J'ai relu le manga, et comme je ne le découvrais pas, j'ai moins souffert de la fin, ce qui veut dire que le manga déçoit plus en termes d'attentes que de conception pour ce qui est de sa fin, je présume. Je vais essayer de refondre ma critique prochainement, même si j'ai déjà dit l'essentiel ci-dessus, car c'est vraiment un manga hors du commun qu'il serait injuste d'ignorer. J'en veux d'autres des mangas comme ça.


**


Le manga Barbara est sorti il y a peu, fin octobre 2018, dans une édition en un seul volume chez Delcourt/Tonkam avec une première de couverture où on a une spirale verte tracée la main levée dans laquelle s'enfuit un couple d'une femme frêle plus petite et d'un homme grand avec une certaine carrure. La femme s'appuie sur l'homme, ses pieds ne trouvent pas de réel équilibre et sont comme dans le vide, tandis que l'homme avance les jambes tendues assez droit, mais ses deux pieds s'inscrivent dans la spirale verte, ce qui n'est pas bon signe. J'avais déjà lu la version en deux tomes, j'ai replongé dans cette histoire.
Nous retrouvons la même préface de Patrick Honnoré que pour le volume sur MW. Le manga fait 424 (pages 7 à 430) et il est divisé en 15 épisodes, mais ces quinze chapitres sont variables en nombre de pages. Les cinq premiers chapitres font 20 pages chacun. Le sixième, "Le Proscrit noir", en compte exactement le double, 40, puis on repart sur trois chapitres de 20 pages. L'épisode 10 "Vaudou" s'étend lui sur 50 pages. Puis ça devient plus irrégulier: épisode 11 38 pages, épisode 12 44, épisode 13 42, épisode 14 30 et épisode 15 20 pages.
Il s'agit d'un manga particulier. Le récit a une forte dimension allégorique que le lecteur lambda prendra plutôt pour onirique ou incompréhensible. Il s'agit aussi d'un manga sur l'art pour un public porté sur l'énigme de la création esthétique.

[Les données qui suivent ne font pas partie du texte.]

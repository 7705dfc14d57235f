//! Account endpoints: registration, cookie login, logout, profile

use std::sync::Arc;

use axum::{
    extract::State,
    http::StatusCode,
    response::IntoResponse,
    routing::{get, post},
    Json, Router,
};
use axum_extra::extract::cookie::CookieJar;
use serde::{Deserialize, Serialize};

use crate::auth::{
    clear_session_cookie, hash_password, session_cookie, verify_password, verify_unknown_user,
    AuthError,
};
use crate::db::repos::{NewUser, User, UserRepo};
use crate::http::error::ApiError;
use crate::http::extractors::{CurrentUser, ValidJson};
use crate::http::server::AppState;
use crate::models::{Email, Password, PersonName, Username, ValidationError};

/// Registration request
#[derive(Deserialize)]
pub struct RegisterRequest {
    pub username: String,
    pub email: String,
    pub password: String,
    pub first_name: Option<String>,
    pub last_name: Option<String>,
}

/// Login request. `username` may also be the account email.
#[derive(Deserialize)]
pub struct LoginRequest {
    pub username: String,
    pub password: String,
}

/// Login response; the token itself travels in the cookie
#[derive(Serialize)]
pub struct LoginResponse {
    pub message: &'static str,
    pub expires_in: u64,
}

/// Run a password hash or check off the async runtime.
async fn blocking<T, F>(f: F) -> Result<T, ApiError>
where
    F: FnOnce() -> Result<T, AuthError> + Send + 'static,
    T: Send + 'static,
{
    tokio::task::spawn_blocking(f)
        .await
        .map_err(|e| ApiError::Internal {
            message: format!("password task failed: {}", e),
        })?
        .map_err(ApiError::from)
}

/// POST /register
async fn register(
    State(state): State<Arc<AppState>>,
    ValidJson(req): ValidJson<RegisterRequest>,
) -> Result<(StatusCode, Json<User>), ApiError> {
    let username = Username::new(&req.username)?;
    let email = Email::new(&req.email)?;
    let password = Password::new(&req.password)?;
    let first_name = PersonName::new("first name", req.first_name.as_deref())?;
    let last_name = PersonName::new("last name", req.last_name.as_deref())?;

    let password_hash = blocking(move || hash_password(&password)).await?;

    let user = UserRepo::new(&state.pool)
        .create(&NewUser {
            username,
            email,
            first_name,
            last_name,
            password_hash,
        })
        .await?;

    Ok((StatusCode::CREATED, Json(user)))
}

/// POST /login - sets the `access_token` cookie
async fn login(
    State(state): State<Arc<AppState>>,
    jar: CookieJar,
    ValidJson(req): ValidJson<LoginRequest>,
) -> Result<(CookieJar, Json<LoginResponse>), ApiError> {
    let identifier = req.username.trim();
    if identifier.is_empty() {
        return Err(ValidationError::Empty { field: "username" }.into());
    }
    if req.password.is_empty() {
        return Err(ValidationError::Empty { field: "password" }.into());
    }

    let password = req.password;
    let Some(record) = UserRepo::new(&state.pool).find_by_login(identifier).await? else {
        blocking(move || verify_unknown_user(&password)).await?;
        return Err(AuthError::InvalidCredentials.into());
    };

    let hash = record.password_hash.clone();
    blocking(move || verify_password(&hash, &password)).await?;

    let token = state.tokens.issue(&record.username)?;
    let ttl = state.tokens.ttl();
    tracing::info!(user_id = record.id, username = %record.username, "login succeeded");

    Ok((
        jar.add(session_cookie(token, ttl, state.secure_cookie)),
        Json(LoginResponse {
            message: "Login successful",
            expires_in: ttl.as_secs(),
        }),
    ))
}

/// POST /logout - expires the cookie; needs no valid session
async fn logout(State(state): State<Arc<AppState>>, jar: CookieJar) -> impl IntoResponse {
    (
        StatusCode::NO_CONTENT,
        jar.add(clear_session_cookie(state.secure_cookie)),
    )
}

/// GET /me
async fn me(CurrentUser(user): CurrentUser) -> Json<User> {
    Json(user)
}

/// Account routes
pub fn router() -> Router<Arc<AppState>> {
    Router::new()
        .route("/register", post(register))
        .route("/login", post(login))
        .route("/logout", post(logout))
        .route("/me", get(me))
}

#[cfg(test)]
mod tests {
    use crate::http::server::tests::{json_body, test_app};
    use axum::body::Body;
    use axum::http::{header, Request, StatusCode};
    use serde_json::json;
    use tower::ServiceExt;

    fn post_json(uri: &str, body: serde_json::Value) -> Request<Body> {
        Request::builder()
            .method("POST")
            .uri(uri)
            .header(header::CONTENT_TYPE, "application/json")
            .body(Body::from(body.to_string()))
            .unwrap()
    }

    #[tokio::test]
    async fn register_rejects_short_password() {
        let response = test_app()
            .oneshot(post_json(
                "/register",
                json!({"username": "ruth", "email": "ruth@example.com", "password": "short"}),
            ))
            .await
            .unwrap();

        assert_eq!(response.status(), StatusCode::BAD_REQUEST);
        assert_eq!(json_body(response).await["error"], "validation_error");
    }

    #[tokio::test]
    async fn register_with_mistyped_field_is_400_json() {
        let response = test_app()
            .oneshot(post_json("/register", json!({"password": 12345678})))
            .await
            .unwrap();

        assert_eq!(response.status(), StatusCode::BAD_REQUEST);
        assert_eq!(
            response.headers()[header::CONTENT_TYPE],
            "application/json"
        );
        assert_eq!(json_body(response).await["error"], "bad_request");
    }

    #[tokio::test]
    async fn login_without_json_content_type_is_400_json() {
        let response = test_app()
            .oneshot(
                Request::builder()
                    .method("POST")
                    .uri("/login")
                    .body(Body::from(r#"{"username":"ruth","password":"x"}"#))
                    .unwrap(),
            )
            .await
            .unwrap();

        assert_eq!(response.status(), StatusCode::BAD_REQUEST);
        assert_eq!(json_body(response).await["error"], "bad_request");
    }

    #[tokio::test]
    async fn register_rejects_bad_username() {
        let response = test_app()
            .oneshot(post_json(
                "/register",
                json!({"username": "no spaces", "email": "a@example.com", "password": "long enough pw"}),
            ))
            .await
            .unwrap();

        assert_eq!(response.status(), StatusCode::BAD_REQUEST);
    }

    #[tokio::test]
    async fn login_requires_username() {
        let response = test_app()
            .oneshot(post_json("/login", json!({"username": " ", "password": "x"})))
            .await
            .unwrap();

        assert_eq!(response.status(), StatusCode::BAD_REQUEST);
    }

    #[tokio::test]
    async fn logout_expires_cookie() {
        let response = test_app()
            .oneshot(
                Request::builder()
                    .method("POST")
                    .uri("/logout")
                    .body(Body::empty())
                    .unwrap(),
            )
            .await
            .unwrap();

        assert_eq!(response.status(), StatusCode::NO_CONTENT);
        let cookie = response
            .headers()
            .get(header::SET_COOKIE)
            .unwrap()
            .to_str()
            .unwrap();
        assert!(cookie.starts_with("access_token="));
        assert!(cookie.contains("Max-Age=0"));
    }

    #[tokio::test]
    async fn me_without_session_is_401() {
        let response = test_app()
            .oneshot(Request::builder().uri("/me").body(Body::empty()).unwrap())
            .await
            .unwrap();

        assert_eq!(response.status(), StatusCode::UNAUTHORIZED);
        assert_eq!(
            json_body(response).await["message"],
            "Could not validate credentials"
        );
    }
}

Le problème pour le lecteur, c'est que des personnages sont mis en place et que, très vite, on s'aperçoit qu'on peut douter de la réalité de quelques-uns. Et le principal personnage dont la réalité est mise en doute par le lecteur, c'est Barbara elle-même. Et c'est là qu'une deuxième difficulté de lecture nous tombe dessus. Je le vois bien, en lisant le peu de commentaires et de synopsis qui me tombent sous la main, cette Barbara est présentée comme une création de l'esprit du romancier Yôsuke Mikura, et donc elle représenterait des tares peu avouables propres à l'auteur. Je vois même que, d'après des comptes rendus de lecture, elle est perçue comme celle qui cherche à s'attacher au romancier.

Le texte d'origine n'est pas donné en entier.